In Praise of the Transparent Beta
The Starcraft II beta has been here for a while (and has taken a lot of my gaming time since then) but I realized that I never talked about the one amazing feature it has. No, I’m not talking about the fact that it already feels like a mostly completed game – much unlike many other betas I’ve seen – or about anything specific to Starcraft II. What’s so great is that there is no NDA on the beta whatsoever. People are posting tons of commentated videos of games online and there are even tournaments with monetary pay-outs happening already. In the beta.

EA's browser game Lord of Ultima had a pretty restrictive NDA on its beta. And sure enough, it is quite terrible.
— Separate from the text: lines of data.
use serde::{Deserialize, Serialize};
use uuid::Uuid;

/// Where a request entered the system
#[derive(Debug, Clone, Copy, PartialEq, Eq, Serialize, Deserialize)]
pub enum RequestSource {
    Api,
    Cli,
    System,
}

/// Per-request context describing the acting principal
///
/// Supplied by the external session layer; the core never authenticates,
/// only records who performed each mutation. Every mutating store call takes
/// a context so the audit trail can attribute the change.
#[derive(Debug, Clone)]
pub struct RequestContext {
    pub request_id: String,
    pub actor_id: String,
    pub actor_name: String,
    pub source: RequestSource,
    pub reason: Option<String>,
}

impl RequestContext {
    /// Create a context for an authenticated API caller
    pub fn new(actor_id: impl Into<String>, actor_name: impl Into<String>) -> Self {
        Self {
            request_id: Uuid::new_v4().to_string(),
            actor_id: actor_id.into(),
            actor_name: actor_name.into(),
            source: RequestSource::Api,
            reason: None,
        }
    }

    /// Context for CLI-invoked operations (actor is the local operator)
    pub fn cli(actor_name: impl Into<String>) -> Self {
        let actor_name = actor_name.into();
        Self {
            request_id: Uuid::new_v4().to_string(),
            actor_id: format!("cli:{actor_name}"),
            actor_name,
            source: RequestSource::Cli,
            reason: None,
        }
    }

    /// Context for internal operations like bootstrap seeding
    pub fn system() -> Self {
        Self {
            request_id: Uuid::new_v4().to_string(),
            actor_id: "system".to_string(),
            actor_name: "system".to_string(),
            source: RequestSource::System,
            reason: None,
        }
    }

    /// Attach a human-supplied reason, recorded with every audit entry
    pub fn with_reason(mut self, reason: impl Into<String>) -> Self {
        self.reason = Some(reason.into());
        self
    }

    pub fn with_source(mut self, source: RequestSource) -> Self {
        self.source = source;
        self
    }
}
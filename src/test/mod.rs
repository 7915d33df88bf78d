// Test-only helpers, compiled only for the test profile

pub mod utils;
pub mod entities;
pub mod internal;
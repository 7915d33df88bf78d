//! Pure referential-integrity validation consulted before every commit.
//!
//! The enforcer holds no mutable state of its own; it only reads a snapshot
//! of the current collections. The one exception is the legacy role-id alias
//! table: a migration compatibility shim mapping old-style role ids to their
//! current ids, consulted whenever a stored `role_id` is resolved.

use std::collections::{HashMap, HashSet};

use crate::errors::{DomainError, IntegrityRule};
use crate::stores::entity_store::StoreState;
use crate::types::entities::{
    is_valid_role_key, NewPermission, NewRole, NewUser, Permission, PermissionPatch, Role,
    RolePatch, UserPatch,
};

/// Validates mutations against the referential rules of the data model
#[derive(Debug, Default)]
pub struct IntegrityEnforcer {
    role_aliases: HashMap<String, String>,
}

impl IntegrityEnforcer {
    pub fn new() -> Self {
        Self::default()
    }

    /// Register a legacy role id that should resolve to a current one
    ///
    /// Compatibility shim for data migrated from the old id scheme, not a
    /// permanent design feature; remove once no stored user carries a legacy
    /// id.
    pub fn with_role_alias(
        mut self,
        legacy_id: impl Into<String>,
        current_id: impl Into<String>,
    ) -> Self {
        self.role_aliases.insert(legacy_id.into(), current_id.into());
        self
    }

    /// Resolve a possibly-legacy role id to its current id
    pub fn resolve_role_id<'a>(&'a self, id: &'a str) -> &'a str {
        self.role_aliases.get(id).map_or(id, String::as_str)
    }

    fn role_exists(&self, state: &StoreState, role_id: &str) -> bool {
        let resolved = self.resolve_role_id(role_id);
        state.roles.iter().any(|r| r.id == resolved)
    }

    pub(crate) fn validate_new_user(
        &self,
        state: &StoreState,
        new: &NewUser,
    ) -> Result<(), DomainError> {
        if new.username.trim().is_empty() {
            return Err(DomainError::validation("username must not be empty"));
        }
        if new.email.trim().is_empty() {
            return Err(DomainError::validation("email must not be empty"));
        }
        if state.users.iter().any(|u| u.username == new.username) {
            return Err(DomainError::duplicate("user", "username", &new.username));
        }
        if !self.role_exists(state, &new.role_id) {
            return Err(DomainError::validation(format!(
                "role_id '{}' does not reference an existing role",
                new.role_id
            )));
        }
        Ok(())
    }

    pub(crate) fn validate_user_patch(
        &self,
        state: &StoreState,
        patch: &UserPatch,
    ) -> Result<(), DomainError> {
        if let Some(email) = &patch.email {
            if email.trim().is_empty() {
                return Err(DomainError::validation("email must not be empty"));
            }
        }
        if let Some(role_id) = &patch.role_id {
            if !self.role_exists(state, role_id) {
                return Err(DomainError::validation(format!(
                    "role_id '{role_id}' does not reference an existing role"
                )));
            }
        }
        Ok(())
    }

    pub(crate) fn validate_new_role(
        &self,
        state: &StoreState,
        new: &NewRole,
    ) -> Result<(), DomainError> {
        if new.name.trim().is_empty() {
            return Err(DomainError::validation("role name must not be empty"));
        }
        if !is_valid_role_key(&new.key) {
            return Err(DomainError::validation(format!(
                "role key '{}' must be lowercase letters, digits or underscores",
                new.key
            )));
        }
        if state.roles.iter().any(|r| r.key == new.key) {
            return Err(DomainError::duplicate("role", "key", &new.key));
        }
        Ok(())
    }

    pub(crate) fn validate_role_patch(
        &self,
        state: &StoreState,
        role: &Role,
        patch: &RolePatch,
    ) -> Result<(), DomainError> {
        if role.is_system {
            if patch.key.as_deref().is_some_and(|k| k != role.key) {
                return Err(DomainError::immutable_field("role", "key", &role.id));
            }
            if patch.is_system.is_some_and(|v| v != role.is_system) {
                return Err(DomainError::immutable_field("role", "is_system", &role.id));
            }
        }
        if let Some(key) = &patch.key {
            if !is_valid_role_key(key) {
                return Err(DomainError::validation(format!(
                    "role key '{key}' must be lowercase letters, digits or underscores"
                )));
            }
            if state.roles.iter().any(|r| r.key == *key && r.id != role.id) {
                return Err(DomainError::duplicate("role", "key", key));
            }
        }
        Ok(())
    }

    /// Rule 4 and rule 6: a role in use, or a system role, cannot be deleted
    ///
    /// "In use" resolves each user's stored `role_id` through the alias
    /// table, so users still carrying a legacy id keep their role alive.
    pub(crate) fn check_role_delete(
        &self,
        state: &StoreState,
        role: &Role,
    ) -> Result<(), DomainError> {
        if role.is_system {
            return Err(DomainError::integrity(
                IntegrityRule::SystemRoleProtected,
                format!("system role '{}' cannot be deleted", role.key),
                vec![role.id.clone()],
            ));
        }
        let holders: Vec<String> = state
            .users
            .iter()
            .filter(|u| self.resolve_role_id(&u.role_id) == role.id)
            .map(|u| u.id.clone())
            .collect();
        if !holders.is_empty() {
            return Err(DomainError::integrity(
                IntegrityRule::RoleInUse,
                format!("role in use: referenced by {} user(s)", holders.len()),
                holders,
            ));
        }
        Ok(())
    }

    pub(crate) fn validate_new_permission(
        &self,
        state: &StoreState,
        new: &NewPermission,
    ) -> Result<(), DomainError> {
        if new.subject.trim().is_empty() {
            return Err(DomainError::validation("permission subject must not be empty"));
        }
        if state
            .permissions
            .iter()
            .any(|p| p.subject == new.subject && p.action == new.action)
        {
            return Err(DomainError::duplicate(
                "permission",
                "key",
                format!("{}.{}", new.subject, new.action),
            ));
        }
        Ok(())
    }

    pub(crate) fn validate_permission_patch(
        &self,
        state: &StoreState,
        permission: &Permission,
        patch: &PermissionPatch,
    ) -> Result<(), DomainError> {
        let subject = patch.subject.as_deref().unwrap_or(&permission.subject);
        let action = patch.action.unwrap_or(permission.action);
        if subject.trim().is_empty() {
            return Err(DomainError::validation("permission subject must not be empty"));
        }
        if state
            .permissions
            .iter()
            .any(|p| p.subject == subject && p.action == action && p.id != permission.id)
        {
            return Err(DomainError::duplicate(
                "permission",
                "key",
                format!("{subject}.{action}"),
            ));
        }
        Ok(())
    }

    /// Rule 5: a permission cannot be deleted while any role holds it
    pub(crate) fn check_permission_delete(
        &self,
        state: &StoreState,
        permission_id: &str,
    ) -> Result<(), DomainError> {
        let holders: Vec<String> = state
            .role_permissions
            .iter()
            .filter(|rp| rp.permission_id == permission_id)
            .map(|rp| rp.role_id.clone())
            .collect();
        if !holders.is_empty() {
            return Err(DomainError::integrity(
                IntegrityRule::PermissionAssigned,
                format!("permission assigned: held by {} role(s)", holders.len()),
                holders,
            ));
        }
        Ok(())
    }

    /// Variant of rule 5 covering every permission of one subject at once
    pub(crate) fn check_subject_delete(
        &self,
        state: &StoreState,
        subject: &str,
    ) -> Result<(), DomainError> {
        let ids: HashSet<&str> = state
            .permissions
            .iter()
            .filter(|p| p.subject == subject)
            .map(|p| p.id.as_str())
            .collect();
        let holders: Vec<String> = state
            .role_permissions
            .iter()
            .filter(|rp| ids.contains(rp.permission_id.as_str()))
            .map(|rp| rp.role_id.clone())
            .collect();
        if !holders.is_empty() {
            return Err(DomainError::integrity(
                IntegrityRule::PermissionAssigned,
                format!(
                    "permission assigned: subject '{}' held by {} role assignment(s)",
                    subject,
                    holders.len()
                ),
                holders,
            ));
        }
        Ok(())
    }

    /// All permission ids for a set replacement must pre-exist and be unique
    pub(crate) fn validate_set_role_permissions(
        &self,
        state: &StoreState,
        permission_ids: &[String],
    ) -> Result<(), DomainError> {
        let mut seen = HashSet::new();
        for id in permission_ids {
            if !seen.insert(id.as_str()) {
                return Err(DomainError::validation(format!(
                    "permission id '{id}' listed more than once"
                )));
            }
        }
        let missing: Vec<&String> = permission_ids
            .iter()
            .filter(|id| !state.permissions.iter().any(|p| p.id == **id))
            .collect();
        if !missing.is_empty() {
            return Err(DomainError::validation(format!(
                "unknown permission id(s): {}",
                missing
                    .iter()
                    .map(|s| s.as_str())
                    .collect::<Vec<_>>()
                    .join(", ")
            )));
        }
        Ok(())
    }

    /// Full invariant sweep over a loaded state (rules 1-3)
    ///
    /// Run once at startup so a corrupted persisted mirror is rejected before
    /// the store starts serving queries.
    pub(crate) fn verify_state(&self, state: &StoreState) -> Result<(), DomainError> {
        for user in &state.users {
            if !self.role_exists(state, &user.role_id) {
                return Err(DomainError::integrity(
                    IntegrityRule::UserRoleExists,
                    format!("user '{}' references missing role '{}'", user.id, user.role_id),
                    vec![user.id.clone(), user.role_id.clone()],
                ));
            }
        }
        let mut pairs = HashSet::new();
        for rp in &state.role_permissions {
            if !state.roles.iter().any(|r| r.id == rp.role_id) {
                return Err(DomainError::integrity(
                    IntegrityRule::AssignmentRoleExists,
                    format!("assignment '{}' references missing role '{}'", rp.id, rp.role_id),
                    vec![rp.id.clone(), rp.role_id.clone()],
                ));
            }
            if !state.permissions.iter().any(|p| p.id == rp.permission_id) {
                return Err(DomainError::integrity(
                    IntegrityRule::AssignmentPermissionExists,
                    format!(
                        "assignment '{}' references missing permission '{}'",
                        rp.id, rp.permission_id
                    ),
                    vec![rp.id.clone(), rp.permission_id.clone()],
                ));
            }
            if !pairs.insert((rp.role_id.as_str(), rp.permission_id.as_str())) {
                return Err(DomainError::integrity(
                    IntegrityRule::UniqueAssignment,
                    format!(
                        "duplicate assignment of permission '{}' to role '{}'",
                        rp.permission_id, rp.role_id
                    ),
                    vec![rp.role_id.clone(), rp.permission_id.clone()],
                ));
            }
        }
        Ok(())
    }
}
I think this is a brilliant tactical move by Blizzard, already generating a lot of hype and a strong community around a game that isn’t even finished yet. Where other companies are scared that their products might look bad to the public unless there is a giant NDA blocking every way out (*cough*ElectronicArts*cough*), Blizzard took the clever path. They made sure that their product was good enough to not scare off customers before they opened it to the public and then used all the free labor of people like Day9, TotalBiscuit, HDStarcraft, and Husky to really kick-start sales once the game is released.
But this policy doesn’t just give Blizzard free publicity, it also allows us who are in the beta to communicate much more freely and to openly exchange information with both other beta players and those unlucky enough not to get a beta key. In short, We can already build a community around the game and deal with it even while we aren’t playing way before the game is out. This, in turn, makes us much more interested in playing more which results in additional testing being done for Blizzard. In my opinion, a beta such as this is an absolute Win-Win situation.
That makes me wonder why other companies actually put restrictive NDAs in place. Could their betas really be so bad that they have to fear bad publicity from them? Aren’t people used to the concept of a beta by now, so that they understand that a beta test is a test and will be flawed? The masters of the perpetual beta over at Google surely aren’t scared of publishing a flawed product, and they seem to be successful enough. Is an NDA already a sign of a product being weak? The amount of polish that can be done in a usual beta period isn’t all that high, so if a game is so bad at the start of the beta that testers can’t be allowed to talk about it, doesn’t that mean that it will still be sub-par when it launches?